Car Seat Safety

Recently, the kids and I were in a car accident. It doesn’t matter how safe of a driver you are, accidents can still happen so you have to be prepared and take precautions to keep your children safe. That means always having them in a car seat that is correctly installed.

After the accident, we were told that it would be best for us to buy new cars seats for the children. The accident really shook me up. So when I bought the new car seats, I decided to go to BCAA and get a one-on one instruction session on how to properly install the car seats. And boy am I glad I went! There are things that I learned and I thought if I don’t know some of this, I’m sure there are other parents that don’t either. When the BCAA rep started the session, he told me not to be offended because he was going to talk to me about car seats from the basics. It definitely helped to have a refresher.

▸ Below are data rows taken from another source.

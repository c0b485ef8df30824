use crate::config::GatewayCredentials;
use crate::domain::payment::{CustomerInfo, GatewayKind, NormalizedOutcome};
use crate::error::PaymentError;
use crate::signature::SignatureVerifier;
use std::collections::HashMap;
use std::sync::Arc;
use uuid::Uuid;

pub mod flutterwave;
pub mod paystack;

#[derive(Debug, Clone)]
pub struct GatewayInitRequest {
    pub reference: String,
    pub amount_minor: i64,
    pub currency: String,
    pub customer: CustomerInfo,
    pub callback_url: String,
    pub booking_id: Uuid,
}

#[derive(Debug, Clone)]
pub struct GatewayInitResponse {
    pub redirect_url: String,
    pub access_code: Option<String>,
    pub public_key: Option<String>,
}

#[derive(Debug, Clone, PartialEq)]
pub enum GatewayVerification {
    Settled(NormalizedOutcome),
    /// The provider knows the transaction but has no final answer yet.
    InProgress { provider_status: String },
}

#[derive(Debug, Clone, PartialEq)]
pub enum WebhookEvent {
    Succeeded {
        reference: String,
        outcome: NormalizedOutcome,
    },
    Failed {
        reference: String,
        outcome: NormalizedOutcome,
    },
    Refunded {
        reference: String,
    },
    Ignored {
        event: String,
    },
}

#[async_trait::async_trait]
pub trait GatewayAdapter: Send + Sync {
    fn kind(&self) -> GatewayKind;

    fn reference_prefix(&self) -> &'static str;

    fn is_available(&self) -> bool;

    fn webhook_verifier(&self) -> Option<&SignatureVerifier>;

    async fn initiate(
        &self,
        request: &GatewayInitRequest,
    ) -> Result<GatewayInitResponse, PaymentError>;

    async fn verify(&self, reference: &str) -> Result<GatewayVerification, PaymentError>;

    fn parse_webhook(&self, payload: &serde_json::Value) -> Result<WebhookEvent, PaymentError>;
}

#[derive(Clone, Default)]
pub struct GatewayRegistry {
    adapters: HashMap<GatewayKind, Arc<dyn GatewayAdapter>>,
}

impl GatewayRegistry {
    pub fn new() -> Self {
        Self::default()
    }

    pub fn with(mut self, adapter: Arc<dyn GatewayAdapter>) -> Self {
        self.adapters.insert(adapter.kind(), adapter);
        self
    }

    pub fn get(&self, kind: GatewayKind) -> Option<Arc<dyn GatewayAdapter>> {
        self.adapters.get(&kind).cloned()
    }

    pub fn resolve(&self, kind: GatewayKind) -> Result<Arc<dyn GatewayAdapter>, PaymentError> {
        match self.adapters.get(&kind) {
            Some(adapter) if adapter.is_available() => Ok(adapter.clone()),
            _ => Err(PaymentError::GatewayUnavailable(kind)),
        }
    }
}

pub fn registry_from_config(
    paystack: GatewayCredentials,
    flutterwave: GatewayCredentials,
    timeout_ms: u64,
    client: reqwest::Client,
) -> GatewayRegistry {
    let registry = GatewayRegistry::new()
        .with(Arc::new(paystack::PaystackGateway::new(paystack, timeout_ms, client.clone())))
        .with(Arc::new(flutterwave::FlutterwaveGateway::new(flutterwave, timeout_ms, client)));

    for adapter in registry.adapters.values() {
        let kind = adapter.kind();
        if !adapter.is_available() {
            tracing::warn!(gateway = %kind, "secret key not configured; initiation disabled");
        }
        if adapter.webhook_verifier().is_none() {
            tracing::warn!(gateway = %kind, "webhook secret not configured; webhooks will be rejected");
        }
    }

    registry
}

pub(crate) fn transport_error(gateway: GatewayKind, e: reqwest::Error) -> PaymentError {
    if e.is_timeout() {
        PaymentError::gateway(gateway, "gateway timeout")
    } else {
        PaymentError::gateway(gateway, format!("network error: {}", e))
    }
}

pub(crate) async fn read_json(
    gateway: GatewayKind,
    resp: reqwest::Response,
) -> Result<serde_json::Value, PaymentError> {
    let status = resp.status();
    if !status.is_success() {
        let body = resp.text().await.unwrap_or_default();
        return Err(PaymentError::gateway(
            gateway,
            format!("HTTP_{}: {}", status.as_u16(), body.chars().take(200).collect::<String>()),
        ));
    }

    resp.json::<serde_json::Value>()
        .await
        .map_err(|e| PaymentError::gateway(gateway, format!("malformed response: {}", e)))
}

pub(crate) fn str_field(value: &serde_json::Value, pointer: &str) -> Option<String> {
    value
        .pointer(pointer)
        .and_then(|v| v.as_str())
        .map(str::trim)
        .filter(|s| !s.is_empty())
        .map(str::to_string)
}

pub(crate) fn parse_timestamp(value: &serde_json::Value, pointer: &str) -> Option<chrono::DateTime<chrono::Utc>> {
    value
        .pointer(pointer)
        .and_then(|v| v.as_str())
        .and_then(|s| chrono::DateTime::parse_from_rfc3339(s).ok())
        .map(|dt| dt.with_timezone(&chrono::Utc))
}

Some of the things that he touched on were:

– Car seats have two systems, either anchoring or seat belt. Only use one to keep your child safe. (If you choose to use the seatbelt method, make sure it’s properly attached.)

– For a rear facing car seat, use a cut piece of foam (swimming noodle)  to keep it balanced.

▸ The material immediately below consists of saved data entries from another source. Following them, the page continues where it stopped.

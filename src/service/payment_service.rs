use crate::domain::booking::BookingStatus;
use crate::domain::payment::{
    GatewayKind, InitiatePaymentRequest, InitiatePaymentResponse, NewPayment, NormalizedOutcome,
    Payment, PaymentStatus,
};
use crate::error::PaymentError;
use crate::gateways::{GatewayInitRequest, GatewayRegistry, GatewayVerification, WebhookEvent};
use crate::reference;
use crate::repo::bookings_repo::BookingGate;
use crate::repo::payments_repo::PaymentLedger;
use chrono::{DateTime, Utc};
use serde::Serialize;
use std::sync::Arc;
use uuid::Uuid;

#[derive(Clone)]
pub struct PaymentService {
    pub ledger: Arc<dyn PaymentLedger>,
    pub bookings: Arc<dyn BookingGate>,
    pub gateways: GatewayRegistry,
    pub currency: String,
    pub callback_base_url: String,
}

#[derive(Debug, Clone, PartialEq, Serialize)]
#[serde(tag = "result", rename_all = "snake_case")]
pub enum WebhookAck {
    Applied {
        reference: String,
        status: PaymentStatus,
    },
    UnknownReference {
        reference: String,
    },
    Ignored {
        event: String,
    },
}

impl PaymentService {
    pub async fn initiate(
        &self,
        user_id: Uuid,
        req: InitiatePaymentRequest,
    ) -> Result<InitiatePaymentResponse, PaymentError> {
        let customer = req.customer();
        if customer.email.is_empty() || !customer.email.contains('@') {
            return Err(PaymentError::BadRequest("customerEmail must be a valid email".into()));
        }
        if customer.name.is_empty() {
            return Err(PaymentError::BadRequest("customerName is required".into()));
        }

        let gateway = req.gateway.unwrap_or_default();
        let adapter = self.gateways.resolve(gateway)?;

        let booking = self
            .bookings
            .load(req.booking_id)
            .await?
            .ok_or_else(|| PaymentError::NotFound(format!("booking {} not found", req.booking_id)))?;

        if booking.user_id != user_id {
            return Err(PaymentError::Conflict(
                "booking does not belong to the requesting user".into(),
            ));
        }
        match booking.status {
            BookingStatus::Pending => {}
            BookingStatus::Confirmed => {
                return Err(PaymentError::Conflict("booking is already confirmed".into()))
            }
            BookingStatus::Cancelled => {
                return Err(PaymentError::Conflict("booking is cancelled".into()))
            }
        }

        if let Some(open) = self.ledger.find_open_for_booking(booking.id).await? {
            return Err(PaymentError::Conflict(format!(
                "booking already has a {} payment ({})",
                open.status, open.reference
            )));
        }

        let amount_minor = booking
            .amount_minor()
            .ok_or_else(|| PaymentError::Conflict("booking total is not payable".into()))?;

        let reference = reference::generate(adapter.reference_prefix());
        let init = adapter
            .initiate(&GatewayInitRequest {
                reference: reference.clone(),
                amount_minor,
                currency: self.currency.clone(),
                customer,
                callback_url: format!(
                    "{}/payments/callback",
                    self.callback_base_url.trim_end_matches('/')
                ),
                booking_id: booking.id,
            })
            .await?;

        let payment = Payment::pending(NewPayment {
            reference: reference.clone(),
            gateway,
            booking_id: booking.id,
            user_id,
            amount_minor,
            currency: self.currency.clone(),
        });

        if let Err(e) = self.ledger.insert_pending(&payment).await {
            tracing::warn!(
                reference = %reference,
                booking_id = %booking.id,
                "payment not recorded after gateway initiation: {}",
                e
            );
            return Err(e);
        }

        tracing::info!(
            reference = %reference,
            gateway = %gateway,
            booking_id = %booking.id,
            amount_minor,
            "payment initiated"
        );

        Ok(InitiatePaymentResponse {
            redirect_url: init.redirect_url,
            reference,
            gateway,
            access_code: init.access_code,
            public_key: init.public_key,
        })
    }

    pub async fn verify(&self, reference: &str) -> Result<Payment, PaymentError> {
        let payment = self
            .ledger
            .find_by_reference(reference)
            .await?
            .ok_or_else(|| PaymentError::NotFound(format!("payment {} not found", reference)))?;

        if payment.status.is_terminal() {
            return Ok(payment);
        }

        let adapter = self.gateways.resolve(payment.gateway)?;
        match adapter.verify(reference).await? {
            GatewayVerification::Settled(outcome) => self.apply_outcome(payment, outcome).await,
            GatewayVerification::InProgress { provider_status } => {
                tracing::info!(reference = %reference, provider_status = %provider_status, "payment still in progress");
                Ok(payment)
            }
        }
    }

    /// `raw` must be the body exactly as received; the MAC covers those bytes.
    pub async fn ingest_webhook(
        &self,
        gateway: GatewayKind,
        raw: &[u8],
        signature: Option<&str>,
    ) -> Result<WebhookAck, PaymentError> {
        if raw.is_empty() {
            return Err(PaymentError::BadRequest("missing webhook payload".into()));
        }
        let signature = signature
            .map(str::trim)
            .filter(|s| !s.is_empty())
            .ok_or_else(|| PaymentError::BadRequest("missing webhook signature".into()))?;

        let adapter = self
            .gateways
            .get(gateway)
            .ok_or_else(|| PaymentError::BadRequest(format!("{} webhooks are not accepted", gateway)))?;
        let verifier = adapter.webhook_verifier().ok_or_else(|| {
            PaymentError::BadRequest(format!("{} webhook secret is not configured", gateway))
        })?;

        if !verifier.verify(raw, signature) {
            tracing::warn!(target: "security", gateway = %gateway, "webhook rejected: invalid signature");
            return Err(PaymentError::BadRequest("invalid signature".into()));
        }

        let payload: serde_json::Value = serde_json::from_slice(raw)
            .map_err(|_| PaymentError::BadRequest("malformed webhook payload".into()))?;
        let has_event = payload.get("event").and_then(|e| e.as_str()).is_some();
        let has_data = payload.get("data").map(|d| d.is_object()).unwrap_or(false);
        if !has_event || !has_data {
            return Err(PaymentError::BadRequest(
                "webhook payload is missing event or data".into(),
            ));
        }

        match adapter.parse_webhook(&payload)? {
            WebhookEvent::Succeeded { reference, outcome }
            | WebhookEvent::Failed { reference, outcome } => {
                let Some(payment) = self.ledger.find_by_reference(&reference).await? else {
                    tracing::warn!(gateway = %gateway, reference = %reference, "webhook for unknown payment");
                    return Ok(WebhookAck::UnknownReference { reference });
                };
                if payment.gateway != gateway {
                    tracing::warn!(
                        target: "security",
                        gateway = %gateway,
                        reference = %reference,
                        "webhook gateway does not match payment gateway"
                    );
                    return Ok(WebhookAck::UnknownReference { reference });
                }
                let applied = self.apply_outcome(payment, outcome).await?;
                Ok(WebhookAck::Applied {
                    reference,
                    status: applied.status,
                })
            }
            WebhookEvent::Refunded { reference } => self.record_refund(gateway, reference).await,
            WebhookEvent::Ignored { event } => {
                tracing::info!(gateway = %gateway, event = %event, "webhook event ignored");
                Ok(WebhookAck::Ignored { event })
            }
        }
    }

    pub async fn apply_outcome(
        &self,
        payment: Payment,
        outcome: NormalizedOutcome,
    ) -> Result<Payment, PaymentError> {
        if payment.status.is_terminal() {
            return Ok(payment);
        }

        let update = payment.resolve_outcome(&outcome);
        if update.amount_mismatch {
            tracing::warn!(
                target: "security",
                reference = %payment.reference,
                gateway = %payment.gateway,
                expected_minor = payment.amount_minor,
                reported_minor = outcome.amount_minor,
                gateway_reported_success = outcome.succeeded,
                "amount mismatch on payment outcome"
            );
        }

        let Some(mut settled) = self.ledger.settle(&payment.reference, &update).await? else {
            tracing::info!(reference = %payment.reference, "outcome already applied by a concurrent caller");
            return self
                .ledger
                .find_by_reference(&payment.reference)
                .await?
                .ok_or_else(|| PaymentError::NotFound(format!("payment {} not found", payment.reference)));
        };

        tracing::info!(
            reference = %settled.reference,
            gateway = %settled.gateway,
            status = %settled.status,
            "payment outcome applied"
        );

        if settled.status == PaymentStatus::Success {
            match self.confirm_booking(&settled).await {
                Ok(at) => settled.booking_confirmed_at = Some(at),
                Err(e) => tracing::error!(
                    reference = %settled.reference,
                    booking_id = %settled.booking_id,
                    "booking confirmation failed, left for reconciliation: {}",
                    e
                ),
            }
        }

        Ok(settled)
    }

    /// A `Conflict` from the booking side is final and is recorded on the payment.
    pub async fn confirm_booking(&self, payment: &Payment) -> Result<DateTime<Utc>, PaymentError> {
        if let Err(e) = self.bookings.confirm(payment.booking_id).await {
            if let PaymentError::Conflict(reason) = &e {
                self.ledger
                    .mark_booking_unconfirmable(&payment.reference, reason)
                    .await?;
                tracing::error!(
                    reference = %payment.reference,
                    booking_id = %payment.booking_id,
                    "paid booking cannot be confirmed: {}",
                    reason
                );
            }
            return Err(e);
        }
        let at = Utc::now();
        self.ledger
            .mark_booking_confirmed(&payment.reference, at)
            .await?;
        tracing::info!(reference = %payment.reference, booking_id = %payment.booking_id, "booking confirmed");
        Ok(at)
    }

    pub async fn abandon(&self, payment: &Payment) -> Result<Option<Payment>, PaymentError> {
        let changed = self
            .ledger
            .transition(&payment.reference, PaymentStatus::Pending, PaymentStatus::Abandoned)
            .await?;
        if changed.is_some() {
            tracing::info!(reference = %payment.reference, "pending payment abandoned");
        }
        Ok(changed)
    }

    async fn record_refund(
        &self,
        gateway: GatewayKind,
        reference: String,
    ) -> Result<WebhookAck, PaymentError> {
        let Some(payment) = self.ledger.find_by_reference(&reference).await? else {
            tracing::warn!(gateway = %gateway, reference = %reference, "refund for unknown payment");
            return Ok(WebhookAck::UnknownReference { reference });
        };
        if payment.gateway != gateway {
            tracing::warn!(
                target: "security",
                gateway = %gateway,
                reference = %reference,
                "refund gateway does not match payment gateway"
            );
            return Ok(WebhookAck::UnknownReference { reference });
        }

        match payment.status {
            PaymentStatus::Success => {
                let status = match self
                    .ledger
                    .transition(&reference, PaymentStatus::Success, PaymentStatus::Refunded)
                    .await?
                {
                    Some(p) => p.status,
                    None => self
                        .ledger
                        .find_by_reference(&reference)
                        .await?
                        .map(|p| p.status)
                        .unwrap_or(PaymentStatus::Refunded),
                };
                tracing::info!(reference = %reference, "refund recorded");
                Ok(WebhookAck::Applied { reference, status })
            }
            PaymentStatus::Refunded => Ok(WebhookAck::Applied {
                reference,
                status: PaymentStatus::Refunded,
            }),
            other => {
                tracing::warn!(reference = %reference, status = %other, "refund for payment that never succeeded");
                Ok(WebhookAck::Ignored {
                    event: "refund".to_string(),
                })
            }
        }
    }
}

– For a front facing car seat, the shoulder belts should be above the shoulder of the child and on rear-facing they should be slightly below the shoulder of the child.

– If your rear facing carseat is on the side, the seat in front should not be touching the back of the car seat, there has to be a little bit of room.

– The safest place for your child is in a rear-facing car seat in the middle of the backseat, so keep your child in that position for as long as you can.

– If you buy a car seat in the United States to use in Canada, it is illegal if it doesn’t comply with Canadian safety standards and it doesn’t display the National Safety Mark:

These are just a few of the things that the BCAA representative talked to me about as he assisted me in properly installing my two car seats. (You can get complete information and facts by contacting a local agency in your city that assists with car seat installations.)

One fact that really surprised me was when the rep told me that every car seat you buy in Canada, is equally safe because they have all passed the same safety standards. So then my question was, why are some car seats only $70 while other’s are $350 if they are all equally safe?

The answer that was given to me was that the more expensive car seats often have more bells and whistles like easier installation, slimmer build and some are made of steel frames. I do feel better knowing that whatever car seats I buy (in Canada) will keep my children equally safe.

I really recomend going to one of these carseat workshops or clinics. Whether you’re expecting a baby or your child is three years old, you can still learn something and it doesn’t hurt to make sure you’re doing everything right to keep your child safe in the car.

Here are some links to car seat clinics and information in your area:
BC : BCAA Safety Workshops
AB: Alberta Motor Association
MB: Manitoba Public Insurance
For the rest of Canada, please check Transport Canada

Have you ever been to a car seat clinic or information session? Did you find it helpful or not really?


4 thoughts on “Car Seat Safety

  1. sorry to hear about your car accident, im thinking you and the fam are ok? i havent been to a car seat clinic, but ive already learned some info from the stuff you posted. we ended up buying the car seat with all the bells and whistles as we were in a compact car with plans for more kids, but im glad that regardless of the model, my kid(s) will be safe. it’s really important to always check the car seat is secure, and child is secure in the seat before heading #1 rule

  2. Glad your accident wasn’t too serious. Thanks for the tips! I’ve heard the same that all car seats are equally safe, which is why we bought the $70 one. We don’t own a vehicle & just use Modo (the car co-op) once or twice a month, so we were looking for light, easy to install & low cost, since it just doesn’t get used much.

    Another tip to add is to check the expiry date of your seats–it varies how long they’re supposed to last by manufacturer, according to info I found on the canadian government website about car seats.

    By the way, I came here via the VM Top Blogger Contest. Will I see you at the big Vancouver Mom shindig tonight? I’ll be one of the Ambassadors at the door–hope to connect in person!

    1. Thanks Lisa, we are all safe which is definitely the most important thing!

      That’s a good tip about the expiry date, thanks for sharing it. There is so much to know about car seats and I didn’t even know!

      I will be there tonight, hope to see you there! Looking forward to it.